= Problem to work on =
No record may be omitted; give all of them again exactly.

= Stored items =
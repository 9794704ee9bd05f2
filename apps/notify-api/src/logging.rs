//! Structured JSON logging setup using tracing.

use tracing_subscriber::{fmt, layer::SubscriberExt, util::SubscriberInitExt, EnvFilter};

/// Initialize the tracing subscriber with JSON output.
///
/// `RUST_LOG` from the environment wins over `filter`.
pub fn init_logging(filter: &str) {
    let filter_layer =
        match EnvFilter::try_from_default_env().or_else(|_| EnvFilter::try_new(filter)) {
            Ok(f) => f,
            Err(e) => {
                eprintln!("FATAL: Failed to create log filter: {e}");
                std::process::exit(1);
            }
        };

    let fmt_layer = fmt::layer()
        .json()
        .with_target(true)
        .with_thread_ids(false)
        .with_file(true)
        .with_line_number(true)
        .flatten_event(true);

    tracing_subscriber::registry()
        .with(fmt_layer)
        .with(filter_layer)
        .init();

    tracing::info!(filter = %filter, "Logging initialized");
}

= Exercise answer =
repository 9794704ee9bd05f2
filename apps/notify-api/src/logging.rs
//! Structured JSON logging setup using tracing.

use tracing_subscriber::{fmt, layer::SubscriberExt, util::SubscriberInitExt, EnvFilter};

/// Initialize the tracing subscriber with JSON output.
///
/// `RUST_LOG` from the environment wins over `filter`.
pub fn init_logging(filter: &str) {
    let filter_layer =
        match EnvFilter::try_from_default_env().or_else(|_| EnvFilter::try_new(filter)) {
            Ok(f) => f,
            Err(e) => {
                eprintln!("FATAL: Failed to create log filter: {e}");
                std::process::exit(1);
            }
        };

    let fmt_layer = fmt::layer()
        .json()
        .with_target(true)
        .with_thread_ids(false)
        .with_file(true)
        .with_line_number(true)
        .flatten_event(true);

    tracing_subscriber::registry()
        .with(fmt_layer)
        .with(filter_layer)
        .init();

    tracing::info!(filter = %filter, "Logging initialized");
}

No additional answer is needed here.